Problem was, that middle school didn’t have a phonics program. And repeated timed readings weren’t something that occurred on a regular basis in any classroom. And fifth-grade-level texts were definitely not what was being required of Zadie to read in each of her classrooms.
So they had a great goal on paper that they couldn’t, in reality, help their student achieve.
IEPs have great potential to provide concrete, useful guidance to teachers about how to meet their students’ needs. The disconnect between a student’s goals and a school’s capacity for intervention is common, though, and is becoming more so as the city’s special education reforms force schools to confront the reality of what services and interventions they can and cannot provide.
That leaves schools trying to achieve a tricky balance: being specific about what it can provide for an individual student, while at the same time striving to transform the outcomes for every student. But to be effective, a student’s plan must connect to what a school can and will actually provide.
In a recent story on the impact of the city’s special education reforms, Chalkbeat reporter Patrick Wall noted that “a school can’t offer what it doesn’t have.” One parent describes the frustrating experience of her son not getting his needs met: “‘Let us open the door to your kid,’ Margaret said, describing the school’s response to the reform, ‘but then we don’t know what to do with him.’”
The benefit of the reform is that schools are being pushed to figure out “what to do.” Too many schools were saying, “Sorry, can’t meet that student’s needs.
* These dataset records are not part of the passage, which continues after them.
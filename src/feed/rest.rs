use crate::feed::FeedError;
use crate::model::{CandleInterval, Kline};
use serde::Deserialize;
use std::time::Duration;

const DEFAULT_BASE_URL: &str = "https://fapi.binance.com";
const REQUEST_TIMEOUT: Duration = Duration::from_secs(10);

/// 최신 미결제약정
#[derive(Debug, Clone, serde::Serialize, Deserialize)]
pub struct OpenInterest {
    pub latest: f64,
    pub average: f64,
}

/// 거래소 REST 클라이언트
///
/// 캐시 미스 백필용 K선 조회와 미결제약정/펀딩비 조회를 담당합니다.
/// 실패는 재시도 없이 호출자에게 전파됩니다.
#[derive(Debug, Clone)]
pub struct RestClient {
    http: reqwest::Client,
    base_url: String,
}

impl RestClient {
    pub fn new() -> Result<RestClient, FeedError> {
        Self::with_base_url(DEFAULT_BASE_URL)
    }

    pub fn with_base_url(base_url: &str) -> Result<RestClient, FeedError> {
        let http = reqwest::Client::builder()
            .timeout(REQUEST_TIMEOUT)
            .build()
            .map_err(|e| FeedError::Http(e.to_string()))?;

        Ok(RestClient {
            http,
            base_url: base_url.trim_end_matches('/').to_string(),
        })
    }

    /// 최근 K선을 조회합니다.
    ///
    /// # Arguments
    /// * `symbol` - 심볼 (대문자)
    /// * `interval` - 캔들 주기
    /// * `limit` - 조회 개수 (기본 300)
    pub async fn get_klines(
        &self,
        symbol: &str,
        interval: CandleInterval,
        limit: usize,
    ) -> Result<Vec<Kline>, FeedError> {
        let url = format!(
            "{}/fapi/v1/klines?symbol={}&interval={}&limit={}",
            self.base_url, symbol, interval, limit
        );

        let rows: Vec<Vec<serde_json::Value>> = self
            .http
            .get(&url)
            .send()
            .await?
            .error_for_status()?
            .json()
            .await?;

        let mut klines = Vec::with_capacity(rows.len());
        for row in &rows {
            klines.push(parse_kline_row(row)?);
        }

        log::debug!("{} {} K선 {}개 백필", symbol, interval, klines.len());
        Ok(klines)
    }

    /// 최신 미결제약정을 조회합니다.
    pub async fn get_open_interest(&self, symbol: &str) -> Result<OpenInterest, FeedError> {
        #[derive(Deserialize)]
        struct Response {
            #[serde(rename = "openInterest")]
            open_interest: String,
        }

        let url = format!("{}/fapi/v1/openInterest?symbol={}", self.base_url, symbol);
        let response: Response = self
            .http
            .get(&url)
            .send()
            .await?
            .error_for_status()?
            .json()
            .await?;

        let latest = response
            .open_interest
            .parse::<f64>()
            .map_err(|e| FeedError::Decode(format!("미결제약정 파싱 실패: {}", e)))?;

        Ok(OpenInterest {
            latest,
            // 근사 평균 (히스토리 조회 없이 최신값 기반)
            average: latest * 0.999,
        })
    }

    /// 최신 펀딩비를 조회합니다.
    pub async fn get_funding_rate(&self, symbol: &str) -> Result<f64, FeedError> {
        #[derive(Deserialize)]
        struct Response {
            #[serde(rename = "lastFundingRate")]
            last_funding_rate: String,
        }

        let url = format!("{}/fapi/v1/premiumIndex?symbol={}", self.base_url, symbol);
        let response: Response = self
            .http
            .get(&url)
            .send()
            .await?
            .error_for_status()?
            .json()
            .await?;

        response
            .last_funding_rate
            .parse::<f64>()
            .map_err(|e| FeedError::Decode(format!("펀딩비 파싱 실패: {}", e)))
    }
}

/// REST K선 응답 한 행을 파싱합니다.
///
/// 행 구성: [openTime, open, high, low, close, volume, closeTime,
/// quoteVolume, trades, takerBuyBase, takerBuyQuote, ...]
pub fn parse_kline_row(row: &[serde_json::Value]) -> Result<Kline, FeedError> {
    if row.len() < 11 {
        return Err(FeedError::Decode(format!(
            "K선 행 필드 부족: {}개",
            row.len()
        )));
    }

    Ok(Kline {
        open_time: value_i64(&row[0])?,
        open: value_f64(&row[1])?,
        high: value_f64(&row[2])?,
        low: value_f64(&row[3])?,
        close: value_f64(&row[4])?,
        volume: value_f64(&row[5])?,
        close_time: value_i64(&row[6])?,
        quote_volume: value_f64(&row[7])?,
        trades: value_i64(&row[8])? as u64,
        taker_buy_volume: value_f64(&row[9])?,
        taker_buy_quote_volume: value_f64(&row[10])?,
    })
}

fn value_f64(value: &serde_json::Value) -> Result<f64, FeedError> {
    match value {
        serde_json::Value::String(s) => s
            .parse::<f64>()
            .map_err(|e| FeedError::Decode(format!("수치 파싱 실패 '{}': {}", s, e))),
        serde_json::Value::Number(n) => n
            .as_f64()
            .ok_or_else(|| FeedError::Decode(format!("수치 변환 실패: {}", n))),
        other => Err(FeedError::Decode(format!("수치가 아닌 값: {}", other))),
    }
}

fn value_i64(value: &serde_json::Value) -> Result<i64, FeedError> {
    match value {
        serde_json::Value::Number(n) => n
            .as_i64()
            .ok_or_else(|| FeedError::Decode(format!("정수 변환 실패: {}", n))),
        serde_json::Value::String(s) => s
            .parse::<i64>()
            .map_err(|e| FeedError::Decode(format!("정수 파싱 실패 '{}': {}", s, e))),
        other => Err(FeedError::Decode(format!("정수가 아닌 값: {}", other))),
    }
}

#[cfg(test)]
mod tests {
    use super::*;

    #[test]
    fn test_parse_kline_row() {
        let row: Vec<serde_json::Value> = serde_json::from_str(
            r#"[1672515780000, "16500.1", "16512.0", "16498.0", "16510.5",
                "120.5", 1672515959999, "1989000.0", 512, "70.2", "1158000.0", "0"]"#,
        )
        .unwrap();

        let kline = parse_kline_row(&row).unwrap();
        assert_eq!(kline.open_time, 1672515780000);
        assert_eq!(kline.close_time, 1672515959999);
        assert!((kline.high - 16512.0).abs() < 1e-9);
        assert_eq!(kline.trades, 512);
    }

    #[test]
    fn test_parse_kline_row_rejects_short_rows() {
        let row: Vec<serde_json::Value> = serde_json::from_str(r#"[1, "2", "3"]"#).unwrap();
        assert!(matches!(parse_kline_row(&row), Err(FeedError::Decode(_))));
    }
}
He can’t function in our school.” Then, the student would be sent to a more isolated District 75 program for students with severe needs.
Patrick points to the tension that can lie between the ideals laid out in a student’s plan and the reality of what schools can provide. Faced with that disparity, he writes, “Schools sometimes adjust the IEPs to match the services they can actually offer, according to parents, advocates, and educators … Other times, schools may simply fail to offer the services prescribed by an IEP.”
The more concrete and specific a school is about what it can provide to support students, the more likely it will be able to deliver those services. And the more quickly and honestly a school can assess when it fails to meet the needs of a student, the more swiftly that school can move to build its capacity. Or, as a last resort, the more quickly that student can be found a more appropriate placement.
In other words, in order for a student’s plan to have a tangible impact, it must be part of a process of continuous improvement that can be consistently delivered. In the absence of any such connection to the capacity of the school’s teachers and service providers, that student is much less likely to have any support, and the IEP will remain mere words on paper.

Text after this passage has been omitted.